*** Opening Data supplied ***

use std::collections::HashSet;
use std::sync::Arc;

use async_trait::async_trait;
use mission_protocol::SessionStatus;

use super::BackendContext;
use super::BackendError;
use super::EventSink;
use super::ExecutionBackend;
use crate::agent::QueryClient;
use crate::agent::QueryMessage;
use crate::agent::QueryRequest;
use crate::agent::QueryResult;
use crate::permission::GateContext;
use crate::permission::PermissionDecision;

/// Drives an agent query and bridges its permission requests through the
/// permission gate.
pub struct StreamingBackend {
    client: Arc<dyn QueryClient>,
}

impl StreamingBackend {
    pub fn new(client: Arc<dyn QueryClient>) -> Self {
        Self { client }
    }
}

/// Per-run dedup state. Upstream repeats usage on every content block of a
/// message, so accounting is keyed by message id.
#[derive(Default)]
pub(crate) struct StreamLedger {
    usage_ids: HashSet<String>,
    result_ids: HashSet<String>,
    tool_use_ids: HashSet<String>,
    streamed_message_ids: HashSet<String>,
    conversation_id: Option<String>,
}

impl StreamLedger {
    /// Forward one non-interactive message. Returns the result message, if
    /// this was one, after its cost was accounted.
    pub(crate) fn forward(&mut self, events: &EventSink, message: QueryMessage) -> Option<QueryResult> {
        match message {
            QueryMessage::Init {
                conversation_id, ..
            } => {
                if self.conversation_id.is_none() {
                    events.conversation(SessionStatus::Working, &conversation_id);
                    self.conversation_id = Some(conversation_id);
                }
            }
            QueryMessage::Text {
                message_id,
                text,
                partial: true,
            } => {
                if let Some(id) = message_id {
                    self.streamed_message_ids.insert(id);
                }
                events.output(&text, true);
            }
            QueryMessage::Text {
                message_id, text, ..
            } => {
                let streamed = message_id
                    .as_ref()
                    .is_some_and(|id| self.streamed_message_ids.contains(id));
                if streamed {
                    events.flush_partial();
                } else {
                    events.output(&text, false);
                }
            }
            QueryMessage::ToolUse {
                tool_use_id,
                name,
                input,
                ..
            } => {
                if self.tool_use_ids.insert(tool_use_id) {
                    events.tool_call(&name, &input);
                }
            }
            QueryMessage::ToolResult { tool_use_id, .. } => {
                tracing::trace!(tool_use_id = %tool_use_id, "tool result");
            }
            QueryMessage::Usage { message_id, usage } => {
                if self.usage_ids.insert(message_id) {
                    events.result(0.0, usage.input_tokens, usage.output_tokens);
                }
            }
            QueryMessage::Result(result) => {
                let fresh = match &result.id {
                    Some(id) => self.result_ids.insert(id.clone()),
                    None => true,
                };
                if fresh {
                    events.result(result.cost_usd, 0, 0);
                }
                return Some(result);
            }
            QueryMessage::PermissionRequest(request) => {
                tracing::debug!(tool = %request.tool_name, "permission request ignored");
            }
        }
        None
    }
}

pub(crate) fn result_failure(result: &QueryResult) -> Option<BackendError> {
    if !result.is_error {
        return None;
    }
    let message = result.error_message();
    Some(if result.is_budget_exhausted() {
        BackendError::BudgetExhausted { message }
    } else {
        BackendError::from_message(message)
    })
}

#[async_trait]
impl ExecutionBackend for StreamingBackend {
    async fn run(&self, ctx: BackendContext) -> Result<(), BackendError> {
        let BackendContext {
            session_id,
            config,
            prompt,
            conversation_id,
            events,
            approval_mode,
            gate,
            cancel,
            ..
        } = ctx;
        events.status(SessionStatus::Working);

        let mode = *approval_mode.borrow();
        let request = QueryRequest::from_session(&config, mode, &prompt, conversation_id.as_deref());
        let mut query = tokio::select! {
            _ = cancel.cancelled() => return Err(BackendError::Cancelled),
            started = self.client.start(request) => started.map_err(BackendError::spawn)?,
        };

        let gate_ctx = GateContext::new(&session_id, &config, &events);
        let mut ledger = StreamLedger::default();
        let outcome = loop {
            let next = tokio::select! {
                _ = cancel.cancelled() => break Err(BackendError::Cancelled),
                next = query.next_message() => next,
            };
            let message = match next {
                None => break Ok(()),
                Some(Ok(message)) => message,
                Some(Err(err)) => break Err(BackendError::transient(err.to_string())),
            };

            if let QueryMessage::PermissionRequest(request) = message {
                let mode = *approval_mode.borrow();
                let decision = tokio::select! {
                    _ = cancel.cancelled() => break Err(BackendError::Cancelled),
                    decision = gate.check(&gate_ctx, mode, &request.tool_name, &request.input) => decision,
                };
                if let PermissionDecision::Deny { reason } = &decision {
                    events.output(&format!("[denied] {}: {reason}", request.tool_name), false);
                }
                if let Err(err) = query.respond_permission(&request, &decision).await {
                    break Err(BackendError::transient(err.to_string()));
                }
                continue;
            }

            if let Some(result) = ledger.forward(&events, message)
                && let Some(failure) = result_failure(&result)
            {
                break Err(failure);
            }
        };

        match outcome {
            Ok(()) => {
                tracing::debug!(session_id = %session_id, "agent query exhausted");
                events.status(SessionStatus::Idle);
                events.complete();
                Ok(())
            }
            Err(err) => {
                query.close().await;
                Err(err)
            }
        }
    }
}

*** Closing Data supplied ***

» Problem to solve:
Find all the lines with "borrow" in the data and copy them.

» Result of the exercise:
        let mode = *approval_mode.borrow();
                let mode = *approval_mode.borrow();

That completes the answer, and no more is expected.